Los separatistas catalanes juegan obscenamente con dos sentimientos básicos: el de identidad y, sobre todo, el miedo. El primero tiene, como todos, una base perfectamente real, pues, en efecto, Cataluña no es Castilla, aunque España no haya sido nunca más castellana que catalana. El miedo hace que ese sentimiento se convierta en una espiral imparable, en un arma de poder. Pero ¿qué miedo?

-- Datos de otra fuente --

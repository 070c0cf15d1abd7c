use ratatui::layout::{Constraint, Direction, Layout, Rect};

/// Main layout structure
pub struct MainLayout {
    pub header_area: Rect,
    pub tasks_area: Rect,
    pub sessions_area: Rect,
    pub hints_area: Rect,
}

/// Create the main layout
/// - Top bar: filters and clock (1 row)
/// - Main area: task list (60%) | session list (40%)
/// - Bottom bar: keybinding hints (1 row)
pub fn create_layout(area: Rect) -> MainLayout {
    let main_chunks = Layout::default()
        .direction(Direction::Vertical)
        .constraints([
            Constraint::Length(1), // Header bar
            Constraint::Min(0),    // Main content
            Constraint::Length(1), // Hints bar
        ])
        .split(area);

    let content = Layout::default()
        .direction(Direction::Horizontal)
        .constraints([
            Constraint::Percentage(60), // Task pane
            Constraint::Percentage(40), // Session pane
        ])
        .split(main_chunks[1]);

    MainLayout {
        header_area: main_chunks[0],
        tasks_area: content[0],
        sessions_area: content[1],
        hints_area: main_chunks[2],
    }
}

/// Create centered modal area (forms, pickers and confirmations)
pub fn create_modal_area(area: Rect) -> Rect {
    let vertical_chunks = Layout::default()
        .direction(Direction::Vertical)
        .constraints([
            Constraint::Percentage(30),
            Constraint::Length(12),
            Constraint::Percentage(30),
        ])
        .split(area);

    let horizontal_chunks = Layout::default()
        .direction(Direction::Horizontal)
        .constraints([
            Constraint::Percentage(20),
            Constraint::Percentage(60),
            Constraint::Percentage(20),
        ])
        .split(vertical_chunks[1]);

    horizontal_chunks[1]
}

#[cfg(test)]
mod tests {
    use super::*;

    #[test]
    fn test_create_layout() {
        let area = Rect::new(0, 0, 100, 50);
        let layout = create_layout(area);

        assert_eq!(layout.header_area.height, 1);
        assert_eq!(layout.hints_area.height, 1);
        assert!(layout.tasks_area.height > 0);
        assert!(layout.sessions_area.height > 0);
        // The task pane is the wider of the two
        assert!(layout.tasks_area.width > layout.sessions_area.width);
    }

    #[test]
    fn test_create_modal_area() {
        let area = Rect::new(0, 0, 100, 50);
        let modal = create_modal_area(area);

        assert!(modal.width < area.width);
        assert!(modal.height < area.height);
        assert_eq!(modal.height, 12);
    }
}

Para empezar, el miedo de los catalanes no separatistas a quedar ahogados en una Cataluña hostil, lo que lleva al camuflaje del charnego (a quien no se llama así para que no sea consciente de lo que es, y de serlo), y, sobre todo, el miedo absurdo y culpable del PP y del PSOE, a que se les eche la culpa de todo, de manera que su claudicación acaba por hacer que las mentiras circulen como verdades indiscutibles: que los españoles somos opresores, vagos y ladrones, mientras que ellos, los verdaderos catalanes son limpios, honestos y laboriosos, y que si se quedan con un 3%, que algo habrá subido, es para impedir males mayores.
Para evitar que se formen comunidades supuestamente enfrentadas, se consintió que la lengua catalana expulsase a la española de la escuela, de la administración y del imaginario del prestigio y del poder; para evitar no se sabe exactamente qué, se permite que se incumplan las sentencias; para evitar que se nos llame lo que fuere, se consiente a los separatistas que vejen nuestros símbolos y sentimientos. El miedo trae más miedo, y la victoria sobre los cobardes acrecienta el poder que obtienen con su disimulada violencia.
Ahora el Parlamento catalán acaba de aprobar una resolución manifiestamente ilegal, y todo lo que se le ocurre decir al Gobierno es que tiene medios para evitarlo, pero para no asustar a nadie no dice cuáles: una muestra más de quién manda en Cataluña, y de que allí no hay otra ley que la que dicten los Pujoles. No todo está perdido, pero no se puede seguir así.